DESPITE the predictions of howling gales and stormy weather hitting the Mersey yesterday, one of the most unusual removal jobs successfully got under way.
The fate of the historic submarine U534 had hung in the balance after the closure of the Historic Warships collection, until Merseytravel bought it up.
The organisation wants to use it as the basis for a novel visitor attraction at Woodside ferry terminal in Birkenhead, to complement the Spaceport in Seacombe and the Beatles Story at the Pier Head.
But first the submarine had to be moved from Birkenhead docks – all 900 tonnes of it – leading to one of the most unusual engineering operations those involved have ever experienced.
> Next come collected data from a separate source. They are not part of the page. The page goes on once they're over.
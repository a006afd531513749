//! # Core Module
//!
//! This module provides the stateless building blocks of relcsf: the quantum-number
//! codec, the configuration data model, the configuration-string parser and the
//! jj-coupling engine.
//!
//! ## Overview
//!
//! Everything here operates on values. Nothing in `core` owns a group or symmetry
//! table; those live in the [`engine`](crate::engine) layer.
//!
//! ## Architecture
//!
//! - **Quantum Numbers** ([`quantum`]) - κ ↔ (l, j), packed subshell identifiers, spectroscopic letters
//! - **Data Model** ([`models`]) - Subshells, configurations, CSF descriptors, basis states
//! - **Parsing** ([`parser`]) - Text such as `"1s2 2s2 2p3"` into configurations
//! - **Coupling** ([`coupling`]) - Seniority-scheme enumeration and shell-by-shell jj-coupling
//! - **File I/O** ([`io`]) - TOML batch descriptions
//!
//! ## Conventions
//!
//! - Angular momenta are stored doubled, so `j = 3/2` is held as `3`.
//! - Shell lists run from the outermost (largest `(n, l, j)`) subshell inward.

pub mod coupling;
pub mod io;
pub mod models;
pub mod parser;
pub mod quantum;
use indicatif::{ProgressBar, ProgressDrawTarget, ProgressStyle};
use relcsf::engine::progress::{Progress, ProgressCallback};
use std::sync::{Arc, Mutex};
use tracing::warn;

#[derive(Clone)]
pub struct CliProgressHandler {
    pb: Arc<Mutex<ProgressBar>>,
}

impl CliProgressHandler {
    pub fn new() -> Self {
        Self::with_draw_target(ProgressDrawTarget::stderr())
    }

    pub fn with_draw_target(target: ProgressDrawTarget) -> Self {
        let pb = ProgressBar::new(0)
            .with_style(Self::bar_style())
            .with_message("Initializing...");
        pb.set_draw_target(target);
        pb.finish_and_clear();

        Self {
            pb: Arc::new(Mutex::new(pb)),
        }
    }

    pub fn get_callback(&self) -> ProgressCallback<'static> {
        let pb_clone = self.pb.clone();

        Box::new(move |progress: Progress| {
            let Ok(mut pb_guard) = pb_clone.lock() else {
                warn!("Progress bar mutex was poisoned. Cannot update progress.");
                return;
            };

            match progress {
                Progress::GroupStart { name, n_specs } => {
                    pb_guard.reset();
                    pb_guard.set_length(n_specs);
                    pb_guard.set_position(0);
                    pb_guard.set_style(Self::bar_style());
                    pb_guard.set_message(name);
                }
                Progress::SpecProcessed { .. } => {
                    pb_guard.inc(1);
                }
                Progress::SpecSkipped { spec, reason } => {
                    pb_guard.println(format!("  skipped '{}': {}", spec, reason));
                    pb_guard.inc(1);
                }
                Progress::GroupFinish => {
                    let len = pb_guard.length().unwrap_or(0);
                    if pb_guard.position() < len {
                        pb_guard.set_position(len);
                    }
                    pb_guard.finish();
                }
                Progress::Message(msg) => {
                    if !pb_guard.is_finished() {
                        pb_guard.println(format!("  {}", msg));
                    } else {
                        pb_guard.set_message(msg);
                    }
                }
            }
        })
    }

    fn bar_style() -> ProgressStyle {
        ProgressStyle::with_template("{msg:<20} [{bar:40.cyan/blue}] {pos}/{len}")
            .map(|style| style.progress_chars("##-"))
            .unwrap_or_else(|_| ProgressStyle::default_bar())
    }
}

impl Default for CliProgressHandler {
    fn default() -> Self {
        Self::new()
    }
}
And before it could even be moved, the submarine was sliced using a wire – described by the engineers involved as like a thick cheese cutter – into five sections which will eventually have their open ends glazed to allow visitors to the attraction to see into them.
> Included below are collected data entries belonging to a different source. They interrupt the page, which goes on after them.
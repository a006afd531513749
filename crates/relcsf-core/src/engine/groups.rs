use super::blocks::push_in_blocks;
use super::config::GROUP_NAME_LEN;
use super::error::EngineError;
use crate::core::models::config::Config;
use crate::core::models::ids::GroupId;

/// A named, ordered set of configurations sharing one electron count.
#[derive(Debug, Clone, PartialEq)]
pub struct ConfigGroup {
    name: String,
    n_electrons: Option<u32>,
    configs: Vec<Config>,
}

impl ConfigGroup {
    fn new(name: &str) -> Self {
        Self {
            name: name.to_string(),
            n_electrons: None,
            configs: Vec::new(),
        }
    }

    pub fn name(&self) -> &str {
        &self.name
    }

    /// Electron count fixed by the first configuration, `None` while empty.
    pub fn n_electrons(&self) -> Option<u32> {
        self.n_electrons
    }

    pub fn configs(&self) -> &[Config] {
        &self.configs
    }

    pub fn config(&self, index: usize) -> Option<&Config> {
        self.configs.get(index)
    }

    pub fn len(&self) -> usize {
        self.configs.len()
    }

    pub fn is_empty(&self) -> bool {
        self.configs.is_empty()
    }

    pub fn n_csfs(&self) -> usize {
        self.configs.iter().map(Config::n_csfs).sum()
    }
}

/// Bounded table of configuration groups in creation order.
#[derive(Debug, Clone)]
pub struct GroupTable {
    groups: Vec<ConfigGroup>,
    capacity: usize,
    configs_block: usize,
}

impl GroupTable {
    pub fn new(capacity: usize, configs_block: usize) -> Self {
        Self {
            groups: Vec::new(),
            capacity,
            configs_block,
        }
    }

    pub fn capacity(&self) -> usize {
        self.capacity
    }

    pub fn index_of(&self, name: &str) -> Option<GroupId> {
        self.groups
            .iter()
            .position(|g| g.name == name)
            .map(GroupId::new)
    }

    pub fn exists(&self, name: &str) -> bool {
        self.index_of(name).is_some()
    }

    pub fn add_group(&mut self, name: &str) -> Result<GroupId, EngineError> {
        validate_name(name)?;
        if self.exists(name) {
            return Err(EngineError::GroupExists(name.to_string()));
        }
        if self.groups.len() >= self.capacity {
            return Err(EngineError::GroupTableFull {
                capacity: self.capacity,
            });
        }
        self.groups.push(ConfigGroup::new(name));
        Ok(GroupId::new(self.groups.len() - 1))
    }

    /// Checks that `config` may join group `id` without modifying anything.
    pub fn check_config(&self, id: GroupId, config: &Config) -> Result<(), EngineError> {
        let group = self.group(id).ok_or(EngineError::InvalidGroup(id))?;
        match group.n_electrons {
            Some(expected) if expected != config.n_electrons() => {
                Err(EngineError::ElectronCountMismatch {
                    group: group.name.clone(),
                    expected,
                    found: config.n_electrons(),
                })
            }
            _ => Ok(()),
        }
    }

    /// Appends `config` to group `id` and returns its position in the group.
    pub fn add_config(&mut self, id: GroupId, config: Config) -> Result<usize, EngineError> {
        self.check_config(id, &config)?;
        let block = self.configs_block;
        let group = self
            .groups
            .get_mut(id.index())
            .ok_or(EngineError::InvalidGroup(id))?;
        group.n_electrons.get_or_insert(config.n_electrons());
        push_in_blocks(&mut group.configs, config, block);
        Ok(group.configs.len() - 1)
    }

    pub fn group(&self, id: GroupId) -> Option<&ConfigGroup> {
        self.groups.get(id.index())
    }

    /// The most recently created group.
    pub fn latest(&self) -> Option<GroupId> {
        self.groups.len().checked_sub(1).map(GroupId::new)
    }

    pub fn len(&self) -> usize {
        self.groups.len()
    }

    pub fn is_empty(&self) -> bool {
        self.groups.is_empty()
    }

    pub fn iter(&self) -> impl Iterator<Item = (GroupId, &ConfigGroup)> {
        self.groups
            .iter()
            .enumerate()
            .map(|(i, g)| (GroupId::new(i), g))
    }

    pub fn clear(&mut self) {
        self.groups.clear();
    }
}

fn validate_name(name: &str) -> Result<(), EngineError> {
    let reason = if name.trim().is_empty() {
        "name must not be blank"
    } else if name.chars().count() > GROUP_NAME_LEN {
        "name is longer than 32 characters"
    } else {
        return Ok(());
    };
    Err(EngineError::InvalidGroupName {
        name: name.to_string(),
        reason,
    })
}

#[cfg(test)]
mod tests {
    use super::*;
    use crate::core::parser::parse_config;

    fn table() -> GroupTable {
        GroupTable::new(3, 2)
    }

    #[test]
    fn groups_are_numbered_in_creation_order() {
        let mut groups = table();
        assert_eq!(groups.latest(), None);
        let a = groups.add_group("ground").unwrap();
        let b = groups.add_group("excited").unwrap();
        assert_eq!((a.index(), b.index()), (0, 1));
        assert_eq!(groups.index_of("excited"), Some(b));
        assert_eq!(groups.latest(), Some(b));
        assert!(groups.exists("ground"));
        assert!(!groups.exists("missing"));
        assert_eq!(groups.len(), 2);
    }

    #[test]
    fn duplicate_names_are_rejected() {
        let mut groups = table();
        groups.add_group("g").unwrap();
        assert!(matches!(
            groups.add_group("g"),
            Err(EngineError::GroupExists(name)) if name == "g"
        ));
        assert_eq!(groups.len(), 1);
    }

    #[test]
    fn table_capacity_is_enforced() {
        let mut groups = table();
        for name in ["a", "b", "c"] {
            groups.add_group(name).unwrap();
        }
        assert!(matches!(
            groups.add_group("d"),
            Err(EngineError::GroupTableFull { capacity: 3 })
        ));
    }

    #[test]
    fn blank_and_overlong_names_are_rejected() {
        let mut groups = table();
        assert!(matches!(
            groups.add_group("  "),
            Err(EngineError::InvalidGroupName { .. })
        ));
        let long = "x".repeat(GROUP_NAME_LEN + 1);
        assert!(matches!(
            groups.add_group(&long),
            Err(EngineError::InvalidGroupName { .. })
        ));
        assert!(groups.add_group(&"x".repeat(GROUP_NAME_LEN)).is_ok());
    }

    #[test]
    fn first_config_fixes_the_electron_count() {
        let mut groups = table();
        let id = groups.add_group("g").unwrap();
        assert_eq!(groups.group(id).unwrap().n_electrons(), None);
        let first = groups.add_config(id, parse_config("1s2 2s1").unwrap()).unwrap();
        let second = groups.add_config(id, parse_config("1s2 2p-1").unwrap()).unwrap();
        assert_eq!((first, second), (0, 1));
        assert_eq!(groups.group(id).unwrap().n_electrons(), Some(3));
    }

    #[test]
    fn electron_count_mismatch_leaves_the_group_untouched() {
        let mut groups = table();
        let id = groups.add_group("g").unwrap();
        groups.add_config(id, parse_config("1s2").unwrap()).unwrap();
        let before = groups.group(id).unwrap().clone();

        let result = groups.add_config(id, parse_config("1s2 2s1").unwrap());
        assert!(matches!(
            result,
            Err(EngineError::ElectronCountMismatch {
                expected: 2,
                found: 3,
                ..
            })
        ));
        assert_eq!(groups.group(id).unwrap(), &before);
    }

    #[test]
    fn unknown_group_ids_are_rejected() {
        let mut groups = table();
        let result = groups.add_config(GroupId::new(7), parse_config("1s1").unwrap());
        assert!(matches!(result, Err(EngineError::InvalidGroup(_))));
    }

    #[test]
    fn clear_removes_every_group() {
        let mut groups = table();
        groups.add_group("a").unwrap();
        groups.clear();
        assert!(groups.is_empty());
        assert!(groups.add_group("a").is_ok());
    }
}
Four of those sections were then transported to the dock side in preparation for the move which began early yesterday.
Merseytravel chief executive Neil Scales said he was feeling “immense relief” to see the first and heaviest section of the U-Boat lifted by the Mersey Mammoth floating crane and start its journey to Woodside and a new home in the £2.5m visitor attraction.
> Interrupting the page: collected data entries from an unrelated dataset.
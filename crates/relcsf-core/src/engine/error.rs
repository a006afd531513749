use thiserror::Error;

use crate::core::coupling::CouplingError;
use crate::core::models::ids::{GroupId, StateRef};
use crate::core::parser::ParseError;
use crate::core::quantum::QuantumError;

#[derive(Debug, Error)]
pub enum EngineError {
    #[error("Configuration group '{0}' already exists")]
    GroupExists(String),

    #[error("Configuration group '{0}' not found")]
    GroupNotFound(String),

    #[error("Invalid group name '{name}': {reason}")]
    InvalidGroupName { name: String, reason: &'static str },

    #[error("Group table is full (capacity {capacity})")]
    GroupTableFull { capacity: usize },

    #[error("No configuration group with id {0}")]
    InvalidGroup(GroupId),

    #[error("Group '{group}' holds {expected}-electron configurations, got {found} electrons")]
    ElectronCountMismatch {
        group: String,
        expected: u32,
        found: u32,
    },

    #[error("Symmetry index {index} (2J = {j2}) exceeds the table capacity {capacity}")]
    SymmetryOutOfRange {
        index: usize,
        j2: u32,
        capacity: usize,
    },

    #[error("Basis state {0} does not exist")]
    StateNotFound(StateRef),

    #[error(
        "2J = {j2} cannot be reached by coupling an orbital with 2j = {orbital_j2} to a parent with 2J = {parent_j2}"
    )]
    SpectatorCoupling {
        parent_j2: u32,
        orbital_j2: u32,
        j2: u32,
    },

    #[error("Invalid orbital: {0}")]
    Orbital(#[from] QuantumError),

    #[error("Configuration parsing failed: {0}")]
    Parse(#[from] ParseError),

    #[error("Coupling failed: {0}")]
    Coupling(#[from] CouplingError),

    #[error("Configuration group '{0}' is empty")]
    EmptyGroup(String),

    #[error("Invalid group mixture: {0}")]
    InvalidMixture(&'static str),
}

impl EngineError {
    /// Errors after which a batch cannot meaningfully continue, whatever the
    /// error policy.
    pub fn is_fatal(&self) -> bool {
        matches!(
            self,
            Self::GroupExists(_)
                | Self::InvalidGroupName { .. }
                | Self::GroupTableFull { .. }
                | Self::SymmetryOutOfRange { .. }
        )
    }
}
He added: “We have the high tides now, which go back an hour or so each day, and hopefully by the end of the week, we’ll have all five pieces at Woodside in place.”
The mobile platform used to position each section of the submarine rotates them into the exact position for final display.
Within an hour of leaving the docks yesterday, the Mammoth had steamed out into the Mersey, past the 12 Quays ferry terminal to Woodside where a crowd of onlookers watched the 240 tonne section lifted on to the waiting remote controlled trailer used to position it.
The U-534 was one of the last U-boats to be sunk by the Allies in 1945, around two days before the end of the war in Europe, and is believed to be one of just four left in existence.
It was never involved in active combat but carried out meteorological operations as well as being used for training, and was raised in 1993, eventually coming to Birkenhead, where it was part of the historic warship collection.
Project manager Roger Hall said there had been a “few ups and downs” early yesterday, but overall the operation had been “generally very successful”.
He added: “The lifting operation and moving it here will last through the week. We will be moving a section a day, and this was the heaviest section today at about 240 tonnes.
“We have the Mammoth booked for the rest of the week and it will move one load per day.”